_Extracted data_:
++++++++++++++++++++

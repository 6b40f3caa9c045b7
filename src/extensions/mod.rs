//! Static registry of supported glTF extensions
//!
//! Each registered extension names the entity kinds it attaches to, an
//! optional parse hook producing an [`ExtensionField`] and an optional
//! validate hook checking that field against the rest of the asset.
//! Sub-parsers dispatch through [`parse_attached`]; the validator through
//! [`validate_field`].

pub(crate) mod lights;
pub(crate) mod materials;
pub(crate) mod texture;

use crate::error::Result;
use crate::json::JsonObject;
use crate::mime::MimeType;
use crate::model::{
    Asset, ImageSourceExtension, Material, MaterialClearcoat, MaterialSpecular,
    MaterialTransmission, Node, Texture, TextureInfo, TextureTransform,
};
use crate::options::Extensions;

/// Entity kinds an extension can attach a field to
#[derive(Debug, Clone, Copy, PartialEq, Eq)]
pub enum ExtensionTarget {
    Texture,
    TextureInfo,
    Material,
    Node,
}

/// A field attached to a core entity by an extension
#[derive(Debug, Clone, PartialEq)]
pub enum ExtensionField {
    /// Alternate image for a texture
    ImageSource {
        extension: ImageSourceExtension,
        source: usize,
    },
    TextureTransform(TextureTransform),
    /// Index into [`Asset::lights`]
    NodeLight(usize),
    MaterialSpecular(MaterialSpecular),
    MaterialClearcoat(MaterialClearcoat),
    MaterialTransmission(MaterialTransmission),
    MaterialIor(f32),
    MaterialEmissiveStrength(f32),
    MaterialUnlit,
}

impl ExtensionField {
    /// Name of the extension that produced the field
    pub fn extension_name(&self) -> &'static str {
        match self {
            Self::ImageSource { extension, .. } => extension.extension_name(),
            Self::TextureTransform(_) => "KHR_texture_transform",
            Self::NodeLight(_) => "KHR_lights_punctual",
            Self::MaterialSpecular(_) => "KHR_materials_specular",
            Self::MaterialClearcoat(_) => "KHR_materials_clearcoat",
            Self::MaterialTransmission(_) => "KHR_materials_transmission",
            Self::MaterialIor(_) => "KHR_materials_ior",
            Self::MaterialEmissiveStrength(_) => "KHR_materials_emissive_strength",
            Self::MaterialUnlit => "KHR_materials_unlit",
        }
    }
}

impl ImageSourceExtension {
    pub fn extension_name(&self) -> &'static str {
        match self {
            Self::Basisu => "KHR_texture_basisu",
            Self::Dds => "MSFT_texture_dds",
            Self::Webp => "EXT_texture_webp",
        }
    }
}

/// State shared by parse hooks
pub(crate) struct HookContext {
    pub enabled: Extensions,
}

pub(crate) type ParseHook = fn(&HookContext, &JsonObject<'_>) -> Result<ExtensionField>;
pub(crate) type ValidateHook = fn(&Asset, &ExtensionField, &str) -> Result<()>;

/// One row of the registry
pub(crate) struct ExtensionDef {
    pub name: &'static str,
    pub flag: Extensions,
    pub targets: &'static [ExtensionTarget],
    /// Image MIME type this extension makes acceptable, with its file extension
    pub image_mime: Option<(MimeType, &'static str)>,
    pub parse: Option<ParseHook>,
    pub validate: Option<ValidateHook>,
}

/// Registry order is dispatch order: when several image-source extensions
/// are present on one texture the earliest enabled entry wins.
pub(crate) static REGISTRY: [ExtensionDef; 12] = [
    ExtensionDef {
        name: "KHR_texture_basisu",
        flag: Extensions::KHR_TEXTURE_BASISU,
        targets: &[ExtensionTarget::Texture],
        image_mime: Some((MimeType::Ktx2, "ktx2")),
        parse: Some(texture::parse_basisu),
        validate: Some(texture::validate_image_source),
    },
    ExtensionDef {
        name: "MSFT_texture_dds",
        flag: Extensions::MSFT_TEXTURE_DDS,
        targets: &[ExtensionTarget::Texture],
        image_mime: Some((MimeType::Dds, "dds")),
        parse: Some(texture::parse_dds),
        validate: Some(texture::validate_image_source),
    },
    ExtensionDef {
        name: "EXT_texture_webp",
        flag: Extensions::EXT_TEXTURE_WEBP,
        targets: &[ExtensionTarget::Texture],
        image_mime: Some((MimeType::Webp, "webp")),
        parse: Some(texture::parse_webp),
        validate: Some(texture::validate_image_source),
    },
    ExtensionDef {
        name: "KHR_texture_transform",
        flag: Extensions::KHR_TEXTURE_TRANSFORM,
        targets: &[ExtensionTarget::TextureInfo],
        image_mime: None,
        parse: Some(texture::parse_transform),
        validate: Some(texture::validate_transform),
    },
    ExtensionDef {
        name: "KHR_lights_punctual",
        flag: Extensions::KHR_LIGHTS_PUNCTUAL,
        targets: &[ExtensionTarget::Node],
        image_mime: None,
        parse: Some(lights::parse_node_light),
        validate: Some(lights::validate_node_light),
    },
    ExtensionDef {
        name: "KHR_materials_specular",
        flag: Extensions::KHR_MATERIALS_SPECULAR,
        targets: &[ExtensionTarget::Material],
        image_mime: None,
        parse: Some(materials::parse_specular),
        validate: Some(materials::validate_specular),
    },
    ExtensionDef {
        name: "KHR_materials_clearcoat",
        flag: Extensions::KHR_MATERIALS_CLEARCOAT,
        targets: &[ExtensionTarget::Material],
        image_mime: None,
        parse: Some(materials::parse_clearcoat),
        validate: Some(materials::validate_clearcoat),
    },
    ExtensionDef {
        name: "KHR_materials_transmission",
        flag: Extensions::KHR_MATERIALS_TRANSMISSION,
        targets: &[ExtensionTarget::Material],
        image_mime: None,
        parse: Some(materials::parse_transmission),
        validate: Some(materials::validate_transmission),
    },
    ExtensionDef {
        name: "KHR_materials_ior",
        flag: Extensions::KHR_MATERIALS_IOR,
        targets: &[ExtensionTarget::Material],
        image_mime: None,
        parse: Some(materials::parse_ior),
        validate: Some(materials::validate_ior),
    },
    ExtensionDef {
        name: "KHR_materials_emissive_strength",
        flag: Extensions::KHR_MATERIALS_EMISSIVE_STRENGTH,
        targets: &[ExtensionTarget::Material],
        image_mime: None,
        parse: Some(materials::parse_emissive_strength),
        validate: Some(materials::validate_emissive_strength),
    },
    ExtensionDef {
        name: "KHR_materials_unlit",
        flag: Extensions::KHR_MATERIALS_UNLIT,
        targets: &[ExtensionTarget::Material],
        image_mime: None,
        parse: Some(materials::parse_unlit),
        validate: None,
    },
    // Only changes which accessor component types vertex attributes may use
    ExtensionDef {
        name: "KHR_mesh_quantization",
        flag: Extensions::KHR_MESH_QUANTIZATION,
        targets: &[],
        image_mime: None,
        parse: None,
        validate: None,
    },
];

pub(crate) fn lookup(name: &str) -> Option<&'static ExtensionDef> {
    REGISTRY.iter().find(|def| def.name == name)
}

/// Names of every extension this crate understands
pub fn registered_extensions() -> impl Iterator<Item = &'static str> {
    REGISTRY.iter().map(|def| def.name)
}

/// Bit controlling a registered extension, if it is registered
pub fn extension_flag(name: &str) -> Option<Extensions> {
    lookup(name).map(|def| def.flag)
}

/// MIME type an enabled image-source extension assigns to a file extension
pub(crate) fn image_mime_for_extension(file_extension: &str, enabled: Extensions) -> MimeType {
    REGISTRY
        .iter()
        .filter(|def| enabled.contains(def.flag))
        .filter_map(|def| def.image_mime)
        .find(|(_, ext)| ext.eq_ignore_ascii_case(file_extension))
        .map(|(mime, _)| mime)
        .unwrap_or(MimeType::None)
}

/// Whether images may use `mime` given the enabled extensions
pub(crate) fn is_accepted_image_mime(mime: MimeType, enabled: Extensions) -> bool {
    mime.is_core_image()
        || REGISTRY
            .iter()
            .filter(|def| enabled.contains(def.flag))
            .any(|def| matches!(def.image_mime, Some((accepted, _)) if accepted == mime))
}

/// Run the parse hooks of every enabled extension present on `entity`
///
/// Fields come back in registry order. Unregistered and disabled keys are
/// skipped.
pub(crate) fn parse_attached(
    ctx: &HookContext,
    entity: &JsonObject<'_>,
    target: ExtensionTarget,
) -> Result<Vec<ExtensionField>> {
    let Some(map) = entity.extensions()? else {
        return Ok(Vec::new());
    };

    let mut fields = Vec::new();
    for def in REGISTRY.iter().filter(|def| def.targets.contains(&target)) {
        let (Some(value), Some(hook)) = (map.get(def.name), def.parse) else {
            continue;
        };
        if !ctx.enabled.contains(def.flag) {
            log::trace!("{}: skipping disabled extension {}", entity.path(), def.name);
            continue;
        }
        let obj = JsonObject::new(value, format!("{}.extensions.{}", entity.path(), def.name))?;
        fields.push(hook(ctx, &obj)?);
    }

    if log::log_enabled!(log::Level::Trace) {
        for name in map.keys().filter(|name| lookup(name).is_none()) {
            log::trace!("{}: ignoring unregistered extension {name}", entity.path());
        }
    }

    Ok(fields)
}

/// Run the validate hook registered for `field`
pub(crate) fn validate_field(asset: &Asset, field: &ExtensionField, path: &str) -> Result<()> {
    match lookup(field.extension_name()).and_then(|def| def.validate) {
        Some(hook) => hook(asset, field, path),
        None => Ok(()),
    }
}

impl Texture {
    /// Extension fields carried by this texture
    pub fn attached_extensions(&self) -> Vec<ExtensionField> {
        match (self.image_extension, self.image_index) {
            (Some(extension), Some(source)) => {
                vec![ExtensionField::ImageSource { extension, source }]
            }
            _ => Vec::new(),
        }
    }
}

impl TextureInfo {
    pub fn attached_extensions(&self) -> Vec<ExtensionField> {
        self.transform
            .iter()
            .map(|t| ExtensionField::TextureTransform((**t).clone()))
            .collect()
    }
}

impl Material {
    /// Extension fields carried by this material, in registry order
    ///
    /// Texture references inside the fields are also reachable through
    /// [`Material::texture_infos`].
    pub fn attached_extensions(&self) -> Vec<ExtensionField> {
        let mut fields = Vec::new();
        if let Some(specular) = &self.specular {
            fields.push(ExtensionField::MaterialSpecular((**specular).clone()));
        }
        if let Some(clearcoat) = &self.clearcoat {
            fields.push(ExtensionField::MaterialClearcoat((**clearcoat).clone()));
        }
        if let Some(transmission) = &self.transmission {
            fields.push(ExtensionField::MaterialTransmission((**transmission).clone()));
        }
        if let Some(ior) = self.ior {
            fields.push(ExtensionField::MaterialIor(ior));
        }
        if let Some(strength) = self.emissive_strength {
            fields.push(ExtensionField::MaterialEmissiveStrength(strength));
        }
        if self.unlit {
            fields.push(ExtensionField::MaterialUnlit);
        }
        fields
    }

    /// Every texture reference of the material, extension slots included
    pub fn texture_infos(&self) -> Vec<(&'static str, &TextureInfo)> {
        let mut infos: Vec<_> = self.core_textures().collect();
        if let Some(specular) = &self.specular {
            infos.extend(slot("specularTexture", &specular.specular_texture));
            infos.extend(slot("specularColorTexture", &specular.specular_color_texture));
        }
        if let Some(clearcoat) = &self.clearcoat {
            infos.extend(slot("clearcoatTexture", &clearcoat.clearcoat_texture));
            infos.extend(slot(
                "clearcoatRoughnessTexture",
                &clearcoat.clearcoat_roughness_texture,
            ));
            infos.extend(slot("clearcoatNormalTexture", &clearcoat.clearcoat_normal_texture));
        }
        if let Some(transmission) = &self.transmission {
            infos.extend(slot("transmissionTexture", &transmission.transmission_texture));
        }
        infos
    }
}

fn slot<'a>(
    name: &'static str,
    info: &'a Option<TextureInfo>,
) -> Option<(&'static str, &'a TextureInfo)> {
    info.as_ref().map(|info| (name, info))
}

impl Node {
    pub fn attached_extensions(&self) -> Vec<ExtensionField> {
        self.lights_index
            .map(ExtensionField::NodeLight)
            .into_iter()
            .collect()
    }
}
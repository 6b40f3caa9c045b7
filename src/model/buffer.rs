//! Buffers, buffer views and accessors

use crate::source::DataSource;

/// A block of binary data
#[derive(Debug, Clone, PartialEq)]
pub struct Buffer {
    pub name: Option<String>,
    /// Declared length in bytes
    pub byte_length: usize,
    /// Where the bytes come from
    pub data: DataSource,
}

/// Intended GPU binding of a buffer view
#[derive(Debug, Clone, Copy, PartialEq, Eq)]
pub enum BufferTarget {
    ArrayBuffer,
    ElementArrayBuffer,
}

impl BufferTarget {
    pub fn from_gl(value: u64) -> Option<Self> {
        match value {
            34962 => Some(Self::ArrayBuffer),
            34963 => Some(Self::ElementArrayBuffer),
            _ => None,
        }
    }
}

/// A contiguous byte range of a buffer
#[derive(Debug, Clone, PartialEq)]
pub struct BufferView {
    pub name: Option<String>,
    pub buffer_index: usize,
    pub byte_offset: usize,
    pub byte_length: usize,
    pub byte_stride: Option<usize>,
    pub target: Option<BufferTarget>,
}

/// Scalar type of accessor elements
#[derive(Debug, Clone, Copy, PartialEq, Eq, Hash)]
pub enum ComponentType {
    Byte,
    UnsignedByte,
    Short,
    UnsignedShort,
    UnsignedInt,
    Float,
}

impl ComponentType {
    pub fn from_gl(value: u64) -> Option<Self> {
        match value {
            5120 => Some(Self::Byte),
            5121 => Some(Self::UnsignedByte),
            5122 => Some(Self::Short),
            5123 => Some(Self::UnsignedShort),
            5125 => Some(Self::UnsignedInt),
            5126 => Some(Self::Float),
            _ => None,
        }
    }

    /// Size of one component in bytes
    pub fn byte_size(&self) -> usize {
        match self {
            Self::Byte | Self::UnsignedByte => 1,
            Self::Short | Self::UnsignedShort => 2,
            Self::UnsignedInt | Self::Float => 4,
        }
    }

    pub fn is_unsigned_integer(&self) -> bool {
        matches!(
            self,
            Self::UnsignedByte | Self::UnsignedShort | Self::UnsignedInt
        )
    }
}

/// Shape of accessor elements
#[derive(Debug, Clone, Copy, PartialEq, Eq, Hash)]
pub enum AccessorType {
    Scalar,
    Vec2,
    Vec3,
    Vec4,
    Mat2,
    Mat3,
    Mat4,
}

impl AccessorType {
    pub fn parse(value: &str) -> Option<Self> {
        match value {
            "SCALAR" => Some(Self::Scalar),
            "VEC2" => Some(Self::Vec2),
            "VEC3" => Some(Self::Vec3),
            "VEC4" => Some(Self::Vec4),
            "MAT2" => Some(Self::Mat2),
            "MAT3" => Some(Self::Mat3),
            "MAT4" => Some(Self::Mat4),
            _ => None,
        }
    }

    /// Number of components per element
    pub fn component_count(&self) -> usize {
        match self {
            Self::Scalar => 1,
            Self::Vec2 => 2,
            Self::Vec3 => 3,
            Self::Vec4 | Self::Mat2 => 4,
            Self::Mat3 => 9,
            Self::Mat4 => 16,
        }
    }
}

/// Sparse storage overriding some accessor elements
#[derive(Debug, Clone, PartialEq)]
pub struct SparseAccessor {
    pub count: usize,
    pub indices_buffer_view: usize,
    pub indices_byte_offset: usize,
    pub indices_component_type: ComponentType,
    pub values_buffer_view: usize,
    pub values_byte_offset: usize,
}

/// A typed view into a buffer view
#[derive(Debug, Clone, PartialEq)]
pub struct Accessor {
    pub name: Option<String>,
    pub buffer_view_index: Option<usize>,
    pub byte_offset: usize,
    pub component_type: ComponentType,
    pub normalized: bool,
    pub count: usize,
    pub accessor_type: AccessorType,
    pub min: Option<Vec<f64>>,
    pub max: Option<Vec<f64>>,
    pub sparse: Option<SparseAccessor>,
}

impl Accessor {
    /// Size of one element without padding
    pub fn element_size(&self) -> usize {
        self.component_type.byte_size() * self.accessor_type.component_count()
    }
}

#[cfg(test)]
mod tests {
    use super::*;

    #[test]
    fn test_component_type_codes() {
        assert_eq!(ComponentType::from_gl(5126), Some(ComponentType::Float));
        assert_eq!(ComponentType::from_gl(5124), None);
        assert_eq!(ComponentType::UnsignedShort.byte_size(), 2);
    }

    #[test]
    fn test_element_size() {
        let accessor = Accessor {
            name: None,
            buffer_view_index: Some(0),
            byte_offset: 0,
            component_type: ComponentType::Float,
            normalized: false,
            count: 3,
            accessor_type: AccessorType::Mat3,
            min: None,
            max: None,
            sparse: None,
        };
        assert_eq!(accessor.element_size(), 36);
    }
}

++++++++++++++++++++

_About this exercise_:
Determine how many lines of the records hold the word "impl", giving only that number.

_Solution for this problem_:
11